Exercise directions> From the entries that follow, copy each line in which "CredentialsFileEntry" appears.

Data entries
+ + + + +
//! Adapts plain JSON dicts (the shape both the declarative loader and the
//! provider hand us) into `Attr<T>` fields and back.

use otterdog_types::Attr;
use serde::Serialize;
use serde::de::DeserializeOwned;
use serde_json::Value;

/// Missing key -> `Unset`; `null` -> `Null`; otherwise deserialize into `T`.
/// Used by both `from_declared` and `from_live` — the two sources share the
/// same "missing means don't touch" leniency.
pub fn attr_from<T: DeserializeOwned>(value: &Value, key: &str) -> Attr<T> {
    match value.get(key) {
        None => Attr::Unset,
        Some(Value::Null) => Attr::Null,
        Some(v) => serde_json::from_value(v.clone())
            .map(Attr::Set)
            .unwrap_or(Attr::Unset),
    }
}

/// Same as `attr_from` but follows a nested path, e.g.
/// `security_and_analysis.secret_scanning.status`, the shape the REST API
/// reports some boolean-ish settings in. An intermediate missing/non-object
/// segment resolves to `Unset`.
pub fn attr_from_path<T: DeserializeOwned>(value: &Value, path: &[&str]) -> Attr<T> {
    let mut cursor = value;
    for (i, segment) in path.iter().enumerate() {
        match cursor.get(segment) {
            None => return Attr::Unset,
            Some(Value::Null) if i == path.len() - 1 => return Attr::Null,
            Some(Value::Null) => return Attr::Unset,
            Some(v) => cursor = v,
        }
    }
    serde_json::from_value(cursor.clone())
        .map(Attr::Set)
        .unwrap_or(Attr::Unset)
}

/// Emits `key: value` only for `Set`/`Null` states, matching
/// `to_provider`'s "only fields in *set* state" rule (`Null` is an explicit
/// clear and is still emitted; only `Unset` is omitted).
pub fn put_attr<T: Serialize>(obj: &mut serde_json::Map<String, Value>, key: &str, attr: &Attr<T>) {
    match attr {
        Attr::Set(v) => {
            obj.insert(key.to_string(), serde_json::to_value(v).unwrap());
        }
        Attr::Null => {
            obj.insert(key.to_string(), Value::Null);
        }
        Attr::Unset => {}
    }
}

#[cfg(test)]
mod tests {
    use super::*;

    #[test]
    fn missing_key_is_unset() {
        let v = serde_json::json!({});
        let attr: Attr<bool> = attr_from(&v, "x");
        assert!(attr.is_unset());
    }

    #[test]
    fn nested_path_resolves_leaf() {
        let v = serde_json::json!({"security_and_analysis": {"secret_scanning": {"status": "enabled"}}});
        let attr: Attr<String> = attr_from_path(&v, &["security_and_analysis", "secret_scanning", "status"]);
        assert_eq!(attr, Attr::Set("enabled".to_string()));
    }

    #[test]
    fn nested_path_missing_intermediate_is_unset() {
        let v = serde_json::json!({});
        let attr: Attr<String> = attr_from_path(&v, &["security_and_analysis", "secret_scanning", "status"]);
        assert!(attr.is_unset());
    }
}
//! Inbound webhook signature verification: `X-Hub-Signature-256` over the
//! raw request body, keyed by the installation's webhook secret. Symmetric
//! with the teacher's own outbound HMAC-SHA256 signing, but the inbound
//! side must compare in constant time rather than round-trip through
//! `hex::encode` and `==`.

use hmac::{Hmac, Mac};
use sha2::Sha256;

type HmacSha256 = Hmac<Sha256>;

#[derive(Debug, thiserror::Error)]
pub enum SignatureError {
    #[error("missing X-Hub-Signature-256 header")]
    Missing,
    #[error("malformed signature header")]
    Malformed,
    #[error("signature does not match")]
    Mismatch,
}

/// `header` is the raw `X-Hub-Signature-256` value, e.g. `sha256=<hex>`.
pub fn verify(secret: &str, header: Option<&str>, body: &[u8]) -> Result<(), SignatureError> {
    let header = header.ok_or(SignatureError::Missing)?;
    let hex_digest = header.strip_prefix("sha256=").ok_or(SignatureError::Malformed)?;
    let expected = hex::decode(hex_digest).map_err(|_| SignatureError::Malformed)?;

    let mut mac = HmacSha256::new_from_slice(secret.as_bytes()).expect("HMAC accepts a key of any size");
    mac.update(body);
    mac.verify_slice(&expected).map_err(|_| SignatureError::Mismatch)
}

#[cfg(test)]
mod tests {
    use super::*;

    fn sign(secret: &str, body: &[u8]) -> String {
        let mut mac = HmacSha256::new_from_slice(secret.as_bytes()).unwrap();
        mac.update(body);
        format!("sha256={}", hex::encode(mac.finalize().into_bytes()))
    }

    #[test]
    fn matching_signature_verifies() {
        let body = br#"{"action":"opened"}"#;
        let header = sign("s3cr3t", body);
        assert!(verify("s3cr3t", Some(&header), body).is_ok());
    }

    #[test]
    fn wrong_secret_is_rejected() {
        let body = br#"{"action":"opened"}"#;
        let header = sign("s3cr3t", body);
        assert!(matches!(
            verify("other", Some(&header), body),
            Err(SignatureError::Mismatch)
        ));
    }

    #[test]
    fn missing_header_is_rejected() {
        assert!(matches!(verify("s3cr3t", None, b"{}"), Err(SignatureError::Missing)));
    }

    #[test]
    fn malformed_header_is_rejected() {
        assert!(matches!(
            verify("s3cr3t", Some("not-a-signature"), b"{}"),
            Err(SignatureError::Malformed)
        ));
    }
}
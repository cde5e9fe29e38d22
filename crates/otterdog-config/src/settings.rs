//! Process-wide and per-run settings, loaded from TOML with defaults for
//! every field so a minimal config file is always valid.

use std::path::{Path, PathBuf};

use otterdog_retry::RetryStrategyConfig;
use otterdog_types::OtterdogError;
use serde::{Deserialize, Serialize};

fn default_worker_pool_size() -> usize {
    12
}

fn default_config_dir() -> PathBuf {
    PathBuf::from("./orgs")
}

fn default_state_dir() -> PathBuf {
    PathBuf::from("./.otterdog-state")
}

/// Controls for the Loader's bounded worker pool (§4.2, §5).
#[derive(Debug, Clone, Serialize, Deserialize)]
pub struct LoaderConfig {
    #[serde(default = "default_worker_pool_size")]
    pub worker_pool_size: usize,
}

impl Default for LoaderConfig {
    fn default() -> Self {
        Self {
            worker_pool_size: default_worker_pool_size(),
        }
    }
}

/// Controls the Provider's transports (§4.6).
#[derive(Debug, Clone, Serialize, Deserialize)]
pub struct ProviderConfig {
    #[serde(default)]
    pub no_web_ui: bool,
    #[serde(default)]
    pub retry: RetryStrategyConfig,
}

impl Default for ProviderConfig {
    fn default() -> Self {
        Self {
            no_web_ui: false,
            retry: RetryStrategyConfig::default(),
        }
    }
}

/// Controls the Planner/Applier (§4.5).
#[derive(Debug, Clone, Default, Serialize, Deserialize)]
pub struct PlannerConfig {
    #[serde(default)]
    pub delete_extras: bool,
    #[serde(default)]
    pub keep_going: bool,
}

/// The top-level, on-disk settings file (`otterdog.toml` by default).
#[derive(Debug, Clone, Serialize, Deserialize)]
pub struct OtterdogSettings {
    #[serde(default = "default_config_dir")]
    pub config_dir: PathBuf,
    #[serde(default = "default_state_dir")]
    pub state_dir: PathBuf,
    #[serde(default)]
    pub loader: LoaderConfig,
    #[serde(default)]
    pub provider: ProviderConfig,
    #[serde(default)]
    pub planner: PlannerConfig,
}

impl Default for OtterdogSettings {
    fn default() -> Self {
        Self {
            config_dir: default_config_dir(),
            state_dir: default_state_dir(),
            loader: LoaderConfig::default(),
            provider: ProviderConfig::default(),
            planner: PlannerConfig::default(),
        }
    }
}

impl OtterdogSettings {
    /// Loads `path` if it exists, else returns defaults — a missing config
    /// file is not an error, matching the teacher's "committed defaults,
    /// optional override file" layering.
    pub fn load(path: &Path) -> Result<Self, OtterdogError> {
        if !path.exists() {
            return Ok(Self::default());
        }
        let contents = std::fs::read_to_string(path)
            .map_err(|e| OtterdogError::ConfigLoad(format!("reading {}: {e}", path.display())))?;
        toml::from_str(&contents)
            .map_err(|e| OtterdogError::ConfigLoad(format!("parsing {}: {e}", path.display())))
    }
}

#[cfg(test)]
mod tests {
    use super::*;

    #[test]
    fn missing_file_yields_defaults() {
        let settings = OtterdogSettings::load(Path::new("/nonexistent/otterdog.toml")).unwrap();
        assert_eq!(settings.loader.worker_pool_size, 12);
        assert!(!settings.provider.no_web_ui);
    }

    #[test]
    fn partial_toml_fills_in_defaults() {
        let dir = tempfile::tempdir().unwrap();
        let path = dir.path().join("otterdog.toml");
        std::fs::write(&path, "[provider]\nno_web_ui = true\n").unwrap();
        let settings = OtterdogSettings::load(&path).unwrap();
        assert!(settings.provider.no_web_ui);
        assert_eq!(settings.loader.worker_pool_size, 12);
    }
}
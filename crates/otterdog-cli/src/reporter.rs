//! The run's narration surface, not a logging framework: `info`/`warn`/`error`
//! read as sentences a human watches scroll by while a run is in flight.
//! Structured logging (`tracing`) runs underneath this for anything an
//! operator would want to grep later.

pub trait Reporter {
    fn info(&mut self, msg: &str);
    fn warn(&mut self, msg: &str);
    fn error(&mut self, msg: &str);
}

pub struct CliReporter;

impl Reporter for CliReporter {
    fn info(&mut self, msg: &str) {
        eprintln!("[info] {msg}");
    }

    fn warn(&mut self, msg: &str) {
        eprintln!("[warn] {msg}");
    }

    fn error(&mut self, msg: &str) {
        eprintln!("[error] {msg}");
    }
}

#[cfg(test)]
mod tests {
    use super::*;

    #[derive(Default)]
    pub struct TestReporter {
        pub infos: Vec<String>,
        pub warns: Vec<String>,
        pub errors: Vec<String>,
    }

    impl Reporter for TestReporter {
        fn info(&mut self, msg: &str) {
            self.infos.push(msg.to_string());
        }

        fn warn(&mut self, msg: &str) {
            self.warns.push(msg.to_string());
        }

        fn error(&mut self, msg: &str) {
            self.errors.push(msg.to_string());
        }
    }

    #[test]
    fn cli_reporter_methods_are_callable() {
        let mut rep = CliReporter;
        rep.info("info");
        rep.warn("warn");
        rep.error("error");
    }

    #[test]
    fn test_reporter_collects_all_levels() {
        let mut reporter = TestReporter::default();
        reporter.info("i");
        reporter.warn("w");
        reporter.error("e");
        assert_eq!(reporter.infos, vec!["i".to_string()]);
        assert_eq!(reporter.warns, vec!["w".to_string()]);
        assert_eq!(reporter.errors, vec!["e".to_string()]);
    }
}
//! Per-organization credential resolution.
//!
//! Resolution order: an org-scoped environment variable, then a process-wide
//! fallback environment variable, then an on-disk credentials file. A
//! `CredentialResolver` trait seam exists for secret managers (bitwarden,
//! pass) named by tag in a profile; this crate ships only the env/file
//! resolvers, the external-secret-manager resolvers are out of scope.

use std::collections::HashMap;
use std::env;
use std::path::PathBuf;

use otterdog_types::{OtterdogError, Result};
use serde::{Deserialize, Serialize};

/// The fully resolved credential bundle for one organization.
#[derive(Debug, Clone, Default, Serialize, Deserialize)]
pub struct Credentials {
    pub username: Option<String>,
    pub password: Option<String>,
    pub totp_seed: Option<String>,
    pub api_token: Option<String>,
    pub github_app_id: Option<String>,
    pub github_app_private_key: Option<String>,
}

impl Credentials {
    pub fn is_empty(&self) -> bool {
        self.username.is_none()
            && self.password.is_none()
            && self.api_token.is_none()
            && self.github_app_id.is_none()
    }
}

/// How a profile declares where its secrets live. `Bitwarden`/`Pass` name the
/// external manager a `CredentialResolver` implementation would target; this
/// crate's default chain only implements `Env`/`File`.
#[derive(Debug, Clone, Serialize, Deserialize)]
#[serde(tag = "source", rename_all = "snake_case")]
pub enum CredentialProfile {
    Env,
    File,
    Bitwarden { item: String },
    Pass { path: String },
}

/// A pluggable secret-manager lookup. Implemented by this crate for
/// `Env`/`File`; a bitwarden/pass-backed resolver would implement this trait
/// without touching the resolution chain below.
pub trait CredentialResolver {
    fn resolve(&self, org: &str, profile: &CredentialProfile) -> Result<Credentials>;
}

pub const CREDENTIALS_FILE: &str = "credentials.toml";

fn otterdog_home_dir() -> Result<PathBuf> {
    if let Ok(home) = env::var("OTTERDOG_HOME") {
        return Ok(PathBuf::from(home));
    }
    dirs::home_dir()
        .map(|h| h.join(".otterdog"))
        .ok_or_else(|| OtterdogError::Credential("neither OTTERDOG_HOME nor HOME is set".into()))
}

fn normalize_for_env(org: &str) -> String {
    org.chars()
        .map(|c| if c.is_ascii_alphanumeric() { c.to_ascii_uppercase() } else { '_' })
        .collect()
}

fn token_from_env(org: &str) -> Option<String> {
    let scoped = format!("OTTERDOG_{}_TOKEN", normalize_for_env(org));
    env::var(scoped)
        .ok()
        .or_else(|| env::var("OTTERDOG_TOKEN").ok())
        .filter(|s| !s.trim().is_empty())
}

#[derive(Deserialize, Default)]
struct CredentialsFile {
    #[serde(default)]
    default: Option<CredentialsFileEntry>,
    #[serde(default)]
    orgs: HashMap<String, CredentialsFileEntry>,
}

#[derive(Deserialize, Default, Clone)]
struct CredentialsFileEntry {
    username: Option<String>,
    password: Option<String>,
    totp_seed: Option<String>,
    api_token: Option<String>,
    github_app_id: Option<String>,
    github_app_private_key: Option<String>,
}

impl From<CredentialsFileEntry> for Credentials {
    fn from(e: CredentialsFileEntry) -> Self {
        Credentials {
            username: e.username,
            password: e.password,
            totp_seed: e.totp_seed,
            api_token: e.api_token,
            github_app_id: e.github_app_id,
            github_app_private_key: e.github_app_private_key,
        }
    }
}

fn credentials_from_file(org: &str) -> Result<Option<Credentials>> {
    let home = otterdog_home_dir()?;
    let path = home.join(CREDENTIALS_FILE);
    if !path.exists() {
        return Ok(None);
    }
    let contents = std::fs::read_to_string(&path)
        .map_err(|e| OtterdogError::Credential(format!("reading {}: {e}", path.display())))?;
    let parsed: CredentialsFile = toml::from_str(&contents)
        .map_err(|e| OtterdogError::Credential(format!("parsing {}: {e}", path.display())))?;
    if let Some(entry) = parsed.orgs.get(org) {
        return Ok(Some(entry.clone().into()));
    }
    Ok(parsed.default.map(Into::into))
}

/// The default env/file resolver, ordered per §6 of the reconciliation
/// engine's external interfaces.
pub struct DefaultCredentialResolver;

impl CredentialResolver for DefaultCredentialResolver {
    fn resolve(&self, org: &str, profile: &CredentialProfile) -> Result<Credentials> {
        match profile {
            CredentialProfile::Env => {
                let token = token_from_env(org).ok_or_else(|| {
                    OtterdogError::Credential(format!(
                        "no OTTERDOG_{}_TOKEN or OTTERDOG_TOKEN set",
                        normalize_for_env(org)
                    ))
                })?;
                Ok(Credentials {
                    api_token: Some(token),
                    ..Default::default()
                })
            }
            CredentialProfile::File => credentials_from_file(org)?.ok_or_else(|| {
                OtterdogError::Credential(format!(
                    "no credentials for org '{org}' in {}",
                    otterdog_home_dir()
                        .map(|h| h.join(CREDENTIALS_FILE).display().to_string())
                        .unwrap_or_default()
                ))
            }),
            CredentialProfile::Bitwarden { .. } | CredentialProfile::Pass { .. } => {
                Err(OtterdogError::Credential(
                    "external secret-manager resolvers are not implemented".into(),
                ))
            }
        }
    }
}

/// Resolves credentials the way the CLI and service do by default: try the
/// env resolver first (cheap, no filesystem access), then fall back to the
/// credentials file.
pub fn resolve_credentials(org: &str) -> Result<Credentials> {
    let resolver = DefaultCredentialResolver;
    if let Ok(creds) = resolver.resolve(org, &CredentialProfile::Env) {
        return Ok(creds);
    }
    resolver.resolve(org, &CredentialProfile::File)
}

#[cfg(test)]
mod tests {
    use super::*;
    use serial_test::serial;
    use std::io::Write;

    struct EnvGuard {
        key: String,
        previous: Option<String>,
    }

    impl EnvGuard {
        fn set(key: &str, value: &str) -> Self {
            let previous = env::var(key).ok();
            unsafe {
                env::set_var(key, value);
            }
            Self { key: key.to_string(), previous }
        }

        fn unset(key: &str) -> Self {
            let previous = env::var(key).ok();
            unsafe {
                env::remove_var(key);
            }
            Self { key: key.to_string(), previous }
        }
    }

    impl Drop for EnvGuard {
        fn drop(&mut self) {
            unsafe {
                match &self.previous {
                    Some(v) => env::set_var(&self.key, v),
                    None => env::remove_var(&self.key),
                }
            }
        }
    }

    #[test]
    #[serial]
    fn org_scoped_env_var_wins_over_global() {
        let _global = EnvGuard::set("OTTERDOG_TOKEN", "global-token");
        let _scoped = EnvGuard::set("OTTERDOG_ACME_TOKEN", "scoped-token");
        let creds = resolve_credentials("acme").unwrap();
        assert_eq!(creds.api_token.as_deref(), Some("scoped-token"));
    }

    #[test]
    #[serial]
    fn global_env_var_is_the_fallback() {
        let _scoped_absent = EnvGuard::unset("OTTERDOG_ACME_TOKEN");
        let _global = EnvGuard::set("OTTERDOG_TOKEN", "global-token");
        let creds = resolve_credentials("acme").unwrap();
        assert_eq!(creds.api_token.as_deref(), Some("global-token"));
    }

    #[test]
    #[serial]
    fn falls_back_to_credentials_file_when_no_env_var_is_set() {
        let _scoped_absent = EnvGuard::unset("OTTERDOG_ACME_TOKEN");
        let _global_absent = EnvGuard::unset("OTTERDOG_TOKEN");
        let dir = tempfile::tempdir().unwrap();
        let _home = EnvGuard::set("OTTERDOG_HOME", dir.path().to_str().unwrap());
        let mut f = std::fs::File::create(dir.path().join(CREDENTIALS_FILE)).unwrap();
        writeln!(f, "[orgs.acme]\napi_token = \"file-token\"").unwrap();
        let creds = resolve_credentials("acme").unwrap();
        assert_eq!(creds.api_token.as_deref(), Some("file-token"));
    }

    #[test]
    fn normalizes_org_names_for_env_lookup() {
        assert_eq!(normalize_for_env("my-org.io"), "MY_ORG_IO");
    }
}
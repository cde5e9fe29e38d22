//! The field-diff macro every entity's `get_difference_from` is built from.
//! Centralizing it keeps the tie-break rules (§4.1) in one place rather than
//! reimplemented per entity.

use otterdog_types::{Attr, Change, FieldMap};
use serde::Serialize;

/// Compares one field across expected/current and records a `Change` per
/// the rules in §4.1:
/// - expected `Unset` never diffs.
/// - expected `Null`, current `Set` -> `Change(null, current)`.
/// - expected `Set`, current `Null` -> `Change(expected, null)`.
/// - both `Set` and unequal -> `Change(expected, current)`.
pub fn diff_attr<T: Serialize + PartialEq>(
    map: &mut FieldMap,
    name: &'static str,
    expected: &Attr<T>,
    current: &Attr<T>,
) {
    let change = match (expected, current) {
        (Attr::Set(e), Attr::Set(c)) if e != c => {
            Some((serde_json::to_value(e).unwrap(), serde_json::to_value(c).unwrap()))
        }
        (Attr::Null, Attr::Set(c)) => Some((serde_json::Value::Null, serde_json::to_value(c).unwrap())),
        (Attr::Set(e), Attr::Null) => Some((serde_json::to_value(e).unwrap(), serde_json::Value::Null)),
        _ => None,
    };
    if let Some((expected, current)) = change {
        map.insert(name, Change { expected, current });
    }
}

#[cfg(test)]
mod tests {
    use super::*;

    #[test]
    fn unset_expected_never_diffs() {
        let mut map = FieldMap::new();
        diff_attr(&mut map, "field", &Attr::<bool>::Unset, &Attr::Set(true));
        assert!(map.is_empty());
    }

    #[test]
    fn null_expected_against_set_current_diffs() {
        let mut map = FieldMap::new();
        diff_attr(&mut map, "field", &Attr::<bool>::Null, &Attr::Set(true));
        assert_eq!(map["field"].current, serde_json::json!(true));
        assert_eq!(map["field"].expected, serde_json::Value::Null);
    }

    #[test]
    fn equal_set_values_do_not_diff() {
        let mut map = FieldMap::new();
        diff_attr(&mut map, "field", &Attr::Set(true), &Attr::Set(true));
        assert!(map.is_empty());
    }
}
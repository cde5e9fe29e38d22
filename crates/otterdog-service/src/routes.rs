//! The webhook HTTP surface: one POST endpoint, signature-checked before any
//! task is scheduled, dispatching on `X-GitHub-Event`.

use axum::body::Bytes;
use axum::extract::State;
use axum::http::{HeaderMap, StatusCode};
use axum::routing::post;
use axum::Router;

use crate::github::{InstallationEvent, IssueCommentEvent, PullRequestEvent, PushEvent};
use crate::signature::verify;
use crate::state::AppState;
use crate::task::TaskKind;
use crate::tasks::{apply_changes, fetch_config, installation, validate_pull_request};

pub fn router(state: AppState) -> Router {
    Router::new().route("/webhook", post(handle_webhook)).with_state(state)
}

async fn handle_webhook(State(state): State<AppState>, headers: HeaderMap, body: Bytes) -> (StatusCode, &'static str) {
    let signature_header = headers.get("X-Hub-Signature-256").and_then(|v| v.to_str().ok());
    if let Err(e) = verify(&state.webhook_secret, signature_header, &body) {
        tracing::warn!(error = %e, "rejecting webhook delivery: signature verification failed");
        return (StatusCode::UNAUTHORIZED, "invalid signature");
    }

    let Some(event) = headers.get("X-GitHub-Event").and_then(|v| v.to_str().ok()) else {
        return (StatusCode::BAD_REQUEST, "missing X-GitHub-Event header");
    };

    let result = match event {
        "pull_request" => dispatch_pull_request(&state, &body).await,
        "installation" => dispatch_installation(&state, &body).await,
        "issue_comment" => dispatch_issue_comment(&state, &body).await,
        "push" => dispatch_push(&state, &body).await,
        other => {
            tracing::debug!(event = other, "ignoring unhandled event type");
            Ok(())
        }
    };

    match result {
        Ok(()) => (StatusCode::OK, "accepted"),
        Err(e) => {
            tracing::warn!(error = %e, event, "failed to handle webhook payload");
            (StatusCode::BAD_REQUEST, "malformed payload")
        }
    }
}

async fn dispatch_pull_request(state: &AppState, body: &[u8]) -> anyhow::Result<()> {
    let event: PullRequestEvent = serde_json::from_slice(body)?;
    if event.repository.name != *state.config_repo {
        return Ok(());
    }
    let org_id = event.repository.owner.login.clone();
    let repo_name = event.repository.name.clone();
    let number = event.pull_request.number;

    match event.action.as_str() {
        "opened" | "synchronize" | "reopened" => {
            state
                .engine
                .schedule(TaskKind::ValidatePullRequest, &org_id, Some(&repo_name), Some(number), {
                    let state = state.clone();
                    let input = validate_pull_request::Input {
                        org_id,
                        repo_name,
                        pull_request: event.pull_request.clone(),
                    };
                    move || validate_pull_request::run(state, input)
                })
                .await;
        }
        "closed" if event.pull_request.merged == Some(true) => {
            let key = crate::task::PullRequestModel::key(&org_id, &repo_name, number);
            let already_completed = state
                .pull_requests
                .get(&key)
                .is_some_and(|m| m.apply_status == crate::task::ApplyStatus::Completed);
            if !already_completed {
                state
                    .engine
                    .schedule(TaskKind::ApplyChanges, &org_id, Some(&repo_name), Some(number), {
                        let state = state.clone();
                        let input = apply_changes::Input {
                            org_id,
                            repo_name,
                            pull: number,
                        };
                        move || apply_changes::run(state, input)
                    })
                    .await;
            }
        }
        _ => {}
    }
    Ok(())
}

/// Installation lifecycle handling runs directly on the request path (it
/// only updates `InstallationModel` and schedules downstream Tasks) rather
/// than going through `TaskEngine::schedule` itself — it is not one of the
/// persisted task kinds.
async fn dispatch_installation(state: &AppState, body: &[u8]) -> anyhow::Result<()> {
    let event: InstallationEvent = serde_json::from_slice(body)?;
    let input = installation::Input {
        installation_id: event.installation.id,
        org: event.installation.account.login,
        config_repo: state.config_repo.to_string(),
        action: event.action,
    };
    installation::run(state.clone(), input).await?;
    Ok(())
}

async fn dispatch_issue_comment(_state: &AppState, body: &[u8]) -> anyhow::Result<()> {
    let _event: IssueCommentEvent = serde_json::from_slice(body)?;
    Ok(())
}

async fn dispatch_push(state: &AppState, body: &[u8]) -> anyhow::Result<()> {
    let event: PushEvent = serde_json::from_slice(body)?;
    if event.repository.name != *state.config_repo {
        return Ok(());
    }
    let default_ref = format!("refs/heads/{}", event.repository.default_branch);
    if event.r#ref != default_ref {
        return Ok(());
    }
    let org_id = event.repository.owner.login.clone();
    state
        .engine
        .schedule(TaskKind::FetchConfig, &org_id, None, None, {
            let state = state.clone();
            let input = fetch_config::Input { org_id };
            move || fetch_config::run(state, input)
        })
        .await;
    Ok(())
}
+ + + + +
Output of the task>
    default: Option<CredentialsFileEntry>,
    orgs: HashMap<String, CredentialsFileEntry>,
struct CredentialsFileEntry {
impl From<CredentialsFileEntry> for Credentials {
    fn from(e: CredentialsFileEntry) -> Self {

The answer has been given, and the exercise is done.